The question is whether India should await its "part" or take the lead for which it has enough motivation, including the fact that Singapore and Indonesia would prefer India as a counter-weight to Mahathir’s growing clout and also as a strategic counterpoint to China. Moreover, there are countries in the region which are not entirely at ease with the Islamic thrust of Mahathir.
Ironically the challenge to Mahathir’s Islamic battle-gear comes from within Malaysia itself. His ruling National Front, may have done a patch-up job of the crisis created by the representative of the Chinese party, Transport Minister Dr. Ling Liong Sik, quitting his ministership — the Minister has since returned to his job. But the cracks the episode revealed in the ethnic balance of the ruling coalition — of Malays, Chinese and Indians — are there to be seen.
In the elections held last Nov. 29 under the shadow of the ouster and disgrace of his No.2, Anwar Ibrahim, Mahathir and his party, UMNO, swept back to power albeit with a reduced majority. More significant than Mahathir's victory is the sweep of the Parti Islam Se-Malaysia (PAS), which won the mandate to rule in two states (Terengganu and Kelantan) and is now growing in appeal and support to seriously disturb the equilibrium of Mahathir's UMNO as well as the National Front.
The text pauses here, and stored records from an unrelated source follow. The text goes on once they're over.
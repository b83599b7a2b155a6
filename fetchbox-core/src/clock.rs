//! Wall-clock source for entry timestamps.

use std::fmt::Debug;

use chrono::{DateTime, Utc};

/// Source of "now" for freshness decisions.
pub trait Clock: Debug + Send + Sync {
    /// Returns the current time.
    fn now(&self) -> DateTime<Utc>;
}

/// The system clock.
#[derive(Debug, Clone, Copy, Default)]
pub struct SystemClock;

impl Clock for SystemClock {
    fn now(&self) -> DateTime<Utc> {
        Utc::now()
    }
}
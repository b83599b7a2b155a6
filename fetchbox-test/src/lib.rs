//! Test doubles for fetchbox.
//!
//! - [`MockBackend`] - in-memory backend with counters and failure injection
//! - [`MockTransport`] - scripted transport with latency and call recording
//! - [`ManualClock`] - a clock that only moves when told to

pub mod clock;
pub mod mock_backend;
pub mod mock_transport;

pub use clock::ManualClock;
pub use mock_backend::{BackendCounters, MockBackend};
pub use mock_transport::{MockTransport, Reply};
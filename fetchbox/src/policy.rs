use std::time::Duration;

use fetchbox_core::CacheDirectives;

use crate::config::CacheDefaults;

/// Cache lifetimes in force for one request.
///
/// Built from the request's [`CacheDirectives`] over the client's
/// [`CacheDefaults`]:
///
/// - `fresh` is the request's fresh TTL, else the default TTL
/// - `stale` is the request's stale TTL, else the default stale TTL, else
///   `fresh`; never shorter than `fresh`
///
/// ```
/// use std::time::Duration;
/// use fetchbox::config::CacheDefaults;
/// use fetchbox::policy::ResolvedPolicy;
/// use fetchbox_core::CacheDirectives;
///
/// let defaults = CacheDefaults { ttl: Duration::from_secs(60), stale: None };
/// let directives = CacheDirectives { fresh_ttl: Some(Duration::from_secs(600)), stale_ttl: None };
/// let policy = ResolvedPolicy::resolve(directives, &defaults);
/// assert_eq!(policy.stale, Duration::from_secs(600));
/// ```
#[derive(Debug, Clone, Copy, PartialEq, Eq)]
pub struct ResolvedPolicy {
    /// Fresh window.
    pub fresh: Duration,
    /// Stale window, counted from when the entry is stored.
    pub stale: Duration,
}

impl ResolvedPolicy {
    /// Resolves per-request directives against client defaults.
    pub fn resolve(directives: CacheDirectives, defaults: &CacheDefaults) -> Self {
        let fresh = directives.fresh_ttl.unwrap_or(defaults.ttl);
        let stale = directives
            .stale_ttl
            .or(defaults.stale)
            .unwrap_or(fresh)
            .max(fresh);
        ResolvedPolicy { fresh, stale }
    }

    /// Whether a fresh entry may answer the request without a network call.
    pub fn lookup_enabled(&self) -> bool {
        !self.fresh.is_zero()
    }

    /// Whether a successful response is written to the backend.
    ///
    /// A zero fresh window turns caching off for the request, whatever the
    /// stale window. Deduplication still applies.
    pub fn stores(&self) -> bool {
        !self.fresh.is_zero()
    }

    /// Whether a failed call may be answered from a stale entry.
    ///
    /// Only entries already in the backend are used, so with a zero fresh
    /// window this serves what earlier cached requests stored under the key.
    pub fn stale_fallback(&self) -> bool {
        !self.stale.is_zero()
    }
}
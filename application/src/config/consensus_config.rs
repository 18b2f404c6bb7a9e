//! Consensus configuration container.
//!
//! [`ConsensusConfig`] pairs the domain [`ConsensusPolicy`] with the
//! application's [`ExecutionParams`]. It is built once at startup and
//! shared read-only by every request.

use crate::config::ExecutionParams;
use consensus_domain::{ConsensusPolicy, FanOutStrategy};

#[derive(Debug, Clone, Default, PartialEq)]
pub struct ConsensusConfig {
    policy: ConsensusPolicy,
    execution: ExecutionParams,
}

impl ConsensusConfig {
    pub fn new(policy: ConsensusPolicy, execution: ExecutionParams) -> Self {
        Self { policy, execution }
    }

    // ==================== Accessors ====================

    /// Provider set, judge table, strategy and banding.
    pub fn policy(&self) -> &ConsensusPolicy {
        &self.policy
    }

    /// Run bounds.
    pub fn execution(&self) -> &ExecutionParams {
        &self.execution
    }

    // ==================== Builder Methods ====================

    pub fn with_strategy(mut self, strategy: FanOutStrategy) -> Self {
        self.policy = self.policy.with_strategy(strategy);
        self
    }

    pub fn with_execution(mut self, execution: ExecutionParams) -> Self {
        self.execution = execution;
        self
    }
}
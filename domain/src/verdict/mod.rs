//! Verdict domain
//!
//! The judge's structured cross-reference of provider answers:
//!
//! - [`Verdict`], [`Claim`], [`Conflict`], [`ConsensusLevel`] - the output shape
//! - [`ConsensusBanding`] - score → level policy
//! - [`verdict_json_schema`] - schema handed to the judge and used for validation
//! - [`VerdictError`] - domain rule violations
//!
//! ```text
//! judge text ──▶ JSON payload ──▶ schema check ──▶ typed decode ──▶ domain rules ──▶ Verdict
//! ```

pub mod banding;
pub mod entities;
pub mod schema;
pub mod validation;

pub use banding::ConsensusBanding;
pub use entities::{Claim, Conflict, ConsensusLevel, Verdict};
pub use schema::verdict_json_schema;
pub use validation::VerdictError;
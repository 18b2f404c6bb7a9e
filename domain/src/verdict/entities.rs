//! Verdict entities produced by the judge

use crate::core::provider::ProviderId;
use serde::{Deserialize, Serialize};

/// Agreement band derived from the consensus score
#[derive(Debug, Clone, Copy, PartialEq, Eq, Hash, Serialize, Deserialize)]
pub enum ConsensusLevel {
    High,
    Medium,
    Low,
}

impl ConsensusLevel {
    pub fn as_str(&self) -> &'static str {
        match self {
            ConsensusLevel::High => "High",
            ConsensusLevel::Medium => "Medium",
            ConsensusLevel::Low => "Low",
        }
    }
}

impl std::fmt::Display for ConsensusLevel {
    fn fmt(&self, f: &mut std::fmt::Formatter<'_>) -> std::fmt::Result {
        write!(f, "{}", self.as_str())
    }
}

/// An atomic statement from the synthesized answer with per-provider attribution
#[derive(Debug, Clone, PartialEq, Eq, Serialize, Deserialize)]
#[serde(deny_unknown_fields)]
pub struct Claim {
    pub text: String,
    pub supporters: Vec<ProviderId>,
    pub dissenters: Vec<ProviderId>,
    /// Only meaningful when `dissenters` is non-empty
    #[serde(default, skip_serializing_if = "Option::is_none")]
    pub warning: Option<String>,
}

impl Claim {
    pub fn new(text: impl Into<String>) -> Self {
        Self {
            text: text.into(),
            supporters: Vec::new(),
            dissenters: Vec::new(),
            warning: None,
        }
    }

    pub fn supported_by(mut self, providers: impl IntoIterator<Item = ProviderId>) -> Self {
        self.supporters = providers.into_iter().collect();
        self
    }

    pub fn disputed_by(
        mut self,
        providers: impl IntoIterator<Item = ProviderId>,
        warning: impl Into<String>,
    ) -> Self {
        self.dissenters = providers.into_iter().collect();
        self.warning = Some(warning.into());
        self
    }

    /// Whether at least one provider disputes this claim
    pub fn is_disputed(&self) -> bool {
        !self.dissenters.is_empty()
    }
}

/// A direct contradiction between provider answers
#[derive(Debug, Clone, PartialEq, Eq, Serialize, Deserialize)]
#[serde(deny_unknown_fields)]
pub struct Conflict {
    pub topic: String,
    pub description: String,
}

impl Conflict {
    pub fn new(topic: impl Into<String>, description: impl Into<String>) -> Self {
        Self {
            topic: topic.into(),
            description: description.into(),
        }
    }
}

/// The judge's structured cross-reference of all provider answers
///
/// Produced once per request. Construct via
/// [`Verdict::from_judge_value`] or build one
/// directly and call [`Verdict::validate`] before trusting it.
#[derive(Debug, Clone, PartialEq, Eq, Serialize, Deserialize)]
#[serde(deny_unknown_fields)]
pub struct Verdict {
    pub consensus_score: u8,
    pub consensus_level: ConsensusLevel,
    pub summary: String,
    pub claims: Vec<Claim>,
    #[serde(default, skip_serializing_if = "Option::is_none")]
    pub conflicts: Option<Vec<Conflict>>,
}

impl Verdict {
    pub fn new(
        consensus_score: u8,
        consensus_level: ConsensusLevel,
        summary: impl Into<String>,
    ) -> Self {
        Self {
            consensus_score,
            consensus_level,
            summary: summary.into(),
            claims: Vec::new(),
            conflicts: None,
        }
    }

    pub fn with_claims(mut self, claims: Vec<Claim>) -> Self {
        self.claims = claims;
        self
    }

    pub fn with_conflicts(mut self, conflicts: Vec<Conflict>) -> Self {
        self.conflicts = Some(conflicts);
        self
    }

    /// Conflicts reported by the judge (empty when none were reported)
    pub fn conflicts(&self) -> &[Conflict] {
        self.conflicts.as_deref().unwrap_or(&[])
    }
}

#[cfg(test)]
mod tests {
    use super::*;

    #[test]
    fn test_claim_builders() {
        let claim = Claim::new("Coffee contains caffeine")
            .supported_by([ProviderId::OpenAi, ProviderId::Gemini])
            .disputed_by([ProviderId::Anthropic], "Anthropic disagrees on dosage");
        assert!(claim.is_disputed());
        assert_eq!(claim.supporters.len(), 2);
        assert!(claim.warning.is_some());
    }

    #[test]
    fn test_verdict_serializes_without_empty_optionals() {
        let verdict = Verdict::new(80, ConsensusLevel::High, "Mostly agreed")
            .with_claims(vec![Claim::new("x").supported_by([ProviderId::OpenAi])]);
        let json = serde_json::to_value(&verdict).unwrap();
        assert_eq!(json["consensus_level"], "High");
        assert!(json.get("conflicts").is_none());
        assert!(json["claims"][0].get("warning").is_none());
        assert_eq!(json["claims"][0]["supporters"][0], "openai");
    }

    #[test]
    fn test_verdict_rejects_unknown_fields() {
        let result = serde_json::from_str::<Verdict>(
            r#"{"consensus_score": 10, "consensus_level": "Low", "summary": "s",
                "claims": [], "extra": true}"#,
        );
        assert!(result.is_err());
    }

    #[test]
    fn test_null_conflicts_decode_as_absent() {
        let verdict: Verdict = serde_json::from_str(
            r#"{"consensus_score": 10, "consensus_level": "Low", "summary": "s",
                "claims": [], "conflicts": null}"#,
        )
        .unwrap();
        assert!(verdict.conflicts().is_empty());
    }
}
//! Infrastructure layer for llm-consensus
//!
//! This crate contains adapters that implement the ports defined
//! in the application layer: HTTP provider sessions, the judge output
//! validator, and configuration file loading.

pub mod config;
pub mod providers;
pub mod validation;

// Re-export commonly used types
pub use config::{
    ConfigLoader, ConfigValidationError, FileConfig, FileConsensusConfig, FileProviderSection,
    FileProvidersConfig, FileServerConfig,
};
pub use providers::{
    AnthropicAdapter, GeminiAdapter, HttpLlmGateway, OpenAiAdapter, ProviderAdapter,
    ProviderDescriptor, ProviderSettings,
};
pub use validation::JsonSchemaVerdictValidator;
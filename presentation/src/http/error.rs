use axum::{
    Json,
    extract::rejection::JsonRejection,
    http::StatusCode,
    response::{IntoResponse, Response},
};
use consensus_application::RunConsensusError;
use serde_json::json;
use thiserror::Error;

/// Error responses of the HTTP API. Every variant renders as a JSON object.
#[derive(Error, Debug)]
pub enum ApiError {
    #[error("{0}")]
    InvalidRequest(String),

    #[error("{0}")]
    PayloadTooLarge(String),

    #[error("{message}")]
    ProvidersFailed {
        message: String,
        failures: Vec<String>,
    },

    #[error("Consensus run timed out")]
    Timeout(String),

    #[error("Consensus synthesis failed")]
    Synthesis(String),

    #[error("Internal error")]
    Internal(String),
}

impl ApiError {
    pub fn status_code(&self) -> StatusCode {
        match self {
            ApiError::InvalidRequest(_) => StatusCode::BAD_REQUEST,
            ApiError::PayloadTooLarge(_) => StatusCode::PAYLOAD_TOO_LARGE,
            ApiError::ProvidersFailed { .. } => StatusCode::BAD_GATEWAY,
            ApiError::Timeout(_) => StatusCode::GATEWAY_TIMEOUT,
            ApiError::Synthesis(_) | ApiError::Internal(_) => StatusCode::INTERNAL_SERVER_ERROR,
        }
    }
}

impl IntoResponse for ApiError {
    fn into_response(self) -> Response {
        let status = self.status_code();
        let message = self.to_string();

        let body = match self {
            ApiError::InvalidRequest(_) | ApiError::PayloadTooLarge(_) => {
                json!({ "error": message })
            }
            ApiError::ProvidersFailed { failures, .. } => {
                json!({ "error": message, "failures": failures })
            }
            ApiError::Timeout(details) | ApiError::Synthesis(details) | ApiError::Internal(details) => {
                json!({ "error": message, "details": details })
            }
        };

        (status, Json(body)).into_response()
    }
}

impl From<RunConsensusError> for ApiError {
    fn from(err: RunConsensusError) -> Self {
        match err {
            RunConsensusError::AllProvidersFailed { .. }
            | RunConsensusError::InsufficientResponses { .. } => ApiError::ProvidersFailed {
                message: err.to_string(),
                failures: err.failures().to_vec(),
            },
            RunConsensusError::Timeout(_) => ApiError::Timeout(err.to_string()),
            RunConsensusError::SynthesisFailed(inner) => ApiError::Synthesis(inner.to_string()),
        }
    }
}

impl From<JsonRejection> for ApiError {
    fn from(rejection: JsonRejection) -> Self {
        if rejection.status() == StatusCode::PAYLOAD_TOO_LARGE {
            ApiError::PayloadTooLarge("Request body is too large".to_string())
        } else {
            ApiError::InvalidRequest(format!("Invalid JSON body: {}", rejection.body_text()))
        }
    }
}

pub type ApiResult<T> = Result<T, ApiError>;
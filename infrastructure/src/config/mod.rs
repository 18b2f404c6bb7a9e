//! Configuration file loading for llm-consensus
//!
//! This module handles file I/O and merging of configuration from multiple sources.
//! The priority order (highest to lowest):
//!
//! 1. `CONSENSUS_*` environment variables
//! 2. `--config <path>` specified file
//! 3. Project root: `./consensus.toml` or `./.consensus.toml`
//! 4. XDG config: `$XDG_CONFIG_HOME/llm-consensus/config.toml`
//! 5. Default values

mod file_config;
mod loader;

pub use file_config::{
    ConfigValidationError, FileAnthropicConfig, FileBandingConfig, FileConfig,
    FileConsensusConfig, FileGeminiConfig, FileOpenAiConfig, FileProviderSection,
    FileProvidersConfig, FileServerConfig,
};
pub use loader::{ConfigLoader, ENV_PREFIX};
//! Final payload returned to callers
//!
//! [`FinalPayload::assemble`] is a pure merge of the verdict with the raw
//! per-provider answers. It is deterministic and keeps configuration order.

use crate::core::provider::ProviderId;
use crate::orchestration::value_objects::RoundResult;
use crate::verdict::Verdict;
use serde::ser::SerializeMap;
use serde::{Serialize, Serializer};

/// Literal written in place of an answer from a provider that failed
pub const UNAVAILABLE_SENTINEL: &str = "unavailable";

/// A provider's raw answer as shown to the caller
#[derive(Debug, Clone, PartialEq, Eq)]
pub enum RawAnswer {
    Text(String),
    Unavailable,
}

impl RawAnswer {
    pub fn as_str(&self) -> &str {
        match self {
            RawAnswer::Text(t) => t,
            RawAnswer::Unavailable => UNAVAILABLE_SENTINEL,
        }
    }
}

impl Serialize for RawAnswer {
    fn serialize<S>(&self, serializer: S) -> Result<S::Ok, S::Error>
    where
        S: Serializer,
    {
        serializer.serialize_str(self.as_str())
    }
}

/// Raw answers keyed by provider, in configuration order
///
/// Serializes as a JSON object whose key order matches the configuration.
#[derive(Debug, Clone, PartialEq, Eq, Default)]
pub struct RawAnswers(Vec<(ProviderId, RawAnswer)>);

impl RawAnswers {
    pub fn get(&self, provider: ProviderId) -> Option<&RawAnswer> {
        self.0.iter().find(|(p, _)| *p == provider).map(|(_, a)| a)
    }

    pub fn iter(&self) -> impl Iterator<Item = (ProviderId, &RawAnswer)> {
        self.0.iter().map(|(p, a)| (*p, a))
    }

    pub fn len(&self) -> usize {
        self.0.len()
    }

    pub fn is_empty(&self) -> bool {
        self.0.is_empty()
    }
}

impl Serialize for RawAnswers {
    fn serialize<S>(&self, serializer: S) -> Result<S::Ok, S::Error>
    where
        S: Serializer,
    {
        let mut map = serializer.serialize_map(Some(self.0.len()))?;
        for (provider, answer) in &self.0 {
            map.serialize_entry(provider.as_str(), answer)?;
        }
        map.end()
    }
}

/// The sole externally observable output of a consensus run
#[derive(Debug, Clone, PartialEq, Eq, Serialize)]
pub struct FinalPayload {
    #[serde(flatten)]
    pub verdict: Verdict,
    /// Provider that produced the verdict
    pub judge: ProviderId,
    pub raw_answers: RawAnswers,
}

impl FinalPayload {
    /// Merge a verdict with the round's raw answers
    pub fn assemble(verdict: Verdict, judge: ProviderId, round: &RoundResult) -> Self {
        let raw_answers = RawAnswers(
            round
                .iter()
                .map(|(provider, outcome)| {
                    let answer = match outcome.as_text() {
                        Some(text) => RawAnswer::Text(text.to_string()),
                        None => RawAnswer::Unavailable,
                    };
                    (provider, answer)
                })
                .collect(),
        );

        Self {
            verdict,
            judge,
            raw_answers,
        }
    }
}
Although Islam is the state religion, Malaysia’s Islamic society is very liberal in comparison. Now, as a result of the rising popularity and strength of PAS, it is UMNO which finds itself forced to appear more Islamic while the Islamic party for its part is projecting its liberal credentials to gather wider support. It is all too evident that Mahathir's drive for leadership of the international community of Muslims may well face its severest tests at home.